WORK REQUEST ▸ The expected output is the set of lines below beginning at the one that contains "let far = Coordinate::new(NEPAL_CENTER.lat" and ending at the final line, reproduced exactly.

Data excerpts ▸
_ _ _ _
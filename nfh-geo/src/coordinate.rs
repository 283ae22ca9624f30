use crate::error::{GeoError, Result};
use serde::{Deserialize, Serialize};

/// Mean Earth radius in meters, used for great-circle distances.
pub const EARTH_RADIUS_M: f64 = 6_371_008.8;

/// Latitude bounds of the Nepal bounding box (degrees).
pub const NEPAL_LAT_RANGE: (f64, f64) = (26.0, 31.0);

/// Longitude bounds of the Nepal bounding box (degrees).
pub const NEPAL_LON_RANGE: (f64, f64) = (80.0, 89.0);

/// Geographic center of Nepal, the default analysis location.
pub const NEPAL_CENTER: Coordinate = Coordinate {
    lat: 28.3949,
    lon: 84.1240,
};

/// Default map zoom level for a country-wide view.
pub const NEPAL_ZOOM: u8 = 7;

/// A latitude/longitude pair in decimal degrees.
#[derive(Debug, PartialEq, Clone, Copy, Serialize, Deserialize)]
pub struct Coordinate {
    pub lat: f64,
    pub lon: f64,
}

impl Coordinate {
    /// Build a coordinate, rejecting values outside the valid global range.
    pub fn new(lat: f64, lon: f64) -> Result<Coordinate> {
        let valid = lat.is_finite()
            && lon.is_finite()
            && (-90.0..=90.0).contains(&lat)
            && (-180.0..=180.0).contains(&lon);
        if !valid {
            return Err(GeoError::InvalidCoordinate { lat, lon });
        }
        Ok(Coordinate { lat, lon })
    }

    /// Build a coordinate that must also fall inside the Nepal bounding box.
    pub fn new_in_nepal(lat: f64, lon: f64) -> Result<Coordinate> {
        let coordinate = Coordinate::new(lat, lon)?;
        if !coordinate.within_nepal() {
            return Err(GeoError::OutsideNepal { lat, lon });
        }
        Ok(coordinate)
    }

    pub fn within_nepal(&self) -> bool {
        (NEPAL_LAT_RANGE.0..=NEPAL_LAT_RANGE.1).contains(&self.lat)
            && (NEPAL_LON_RANGE.0..=NEPAL_LON_RANGE.1).contains(&self.lon)
    }

    /// Haversine distance to another coordinate, in meters.
    pub fn distance_m(&self, other: &Coordinate) -> f64 {
        let (lat1, lat2) = (self.lat.to_radians(), other.lat.to_radians());
        let d_lat = lat2 - lat1;
        let d_lon = (other.lon - self.lon).to_radians();
        let a = (d_lat / 2.0).sin().powi(2) + lat1.cos() * lat2.cos() * (d_lon / 2.0).sin().powi(2);
        2.0 * EARTH_RADIUS_M * a.sqrt().asin()
    }
}

/// A circular area of interest around a center point.
///
/// The radius is kept in kilometers; backends receive meters through
/// [`AreaOfInterest::radius_m`].
#[derive(Debug, PartialEq, Clone, Copy, Serialize, Deserialize)]
pub struct AreaOfInterest {
    pub center: Coordinate,
    pub radius_km: f64,
}

impl AreaOfInterest {
    pub fn new(center: Coordinate, radius_km: f64) -> Result<AreaOfInterest> {
        if !radius_km.is_finite() || radius_km <= 0.0 {
            return Err(GeoError::InvalidRadius(radius_km));
        }
        Ok(AreaOfInterest { center, radius_km })
    }

    /// Radius in meters, the unit the geospatial backend buffers with.
    pub fn radius_m(&self) -> f64 {
        self.radius_km * 1000.0
    }

    pub fn contains(&self, point: &Coordinate) -> bool {
        self.center.distance_m(point) <= self.radius_m()
    }
}

#[cfg(test)]
mod tests {
    use super::*;

    #[test]
    fn test_coordinate_range_validation() {
        assert!(Coordinate::new(27.7172, 85.3240).is_ok());
        assert!(Coordinate::new(91.0, 85.0).is_err());
        assert!(Coordinate::new(27.0, -181.0).is_err());
        assert!(Coordinate::new(f64::NAN, 85.0).is_err());
    }

    #[test]
    fn test_nepal_bounding_box() {
        assert!(NEPAL_CENTER.within_nepal());
        assert!(Coordinate::new_in_nepal(27.7172, 85.3240).is_ok());
        assert_eq!(
            Coordinate::new_in_nepal(40.0, 85.0),
            Err(GeoError::OutsideNepal { lat: 40.0, lon: 85.0 })
        );
    }

    #[test]
    fn test_radius_converts_to_meters() {
        let center = Coordinate::new(27.7172, 85.3240).unwrap();
        for radius in [1.0, 5.0, 12.5, 20.0] {
            let aoi = AreaOfInterest::new(center, radius).unwrap();
            assert_eq!(aoi.radius_km, radius);
            assert_eq!(aoi.radius_m(), radius * 1000.0);
        }
    }

    #[test]
    fn test_radius_must_be_positive() {
        assert_eq!(
            AreaOfInterest::new(NEPAL_CENTER, 0.0),
            Err(GeoError::InvalidRadius(0.0))
        );
        assert!(AreaOfInterest::new(NEPAL_CENTER, -3.0).is_err());
    }

    #[test]
    fn test_disk_containment() {
        let aoi = AreaOfInterest::new(NEPAL_CENTER, 5.0).unwrap();
        // 0.01 degrees of latitude is roughly 1.1 km
        let near = Coordinate::new(NEPAL_CENTER.lat + 0.01, NEPAL_CENTER.lon).unwrap();
        let far = Coordinate::new(NEPAL_CENTER.lat + 0.1, NEPAL_CENTER.lon).unwrap();
        assert!(aoi.contains(&NEPAL_CENTER));
        assert!(aoi.contains(&near));
        assert!(!aoi.contains(&far));
    }
}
_ _ _ _
SOLVED PROBLEM ▸
        let far = Coordinate::new(NEPAL_CENTER.lat + 0.1, NEPAL_CENTER.lon).unwrap();
        assert!(aoi.contains(&NEPAL_CENTER));
        assert!(aoi.contains(&near));
        assert!(!aoi.contains(&far));
    }
}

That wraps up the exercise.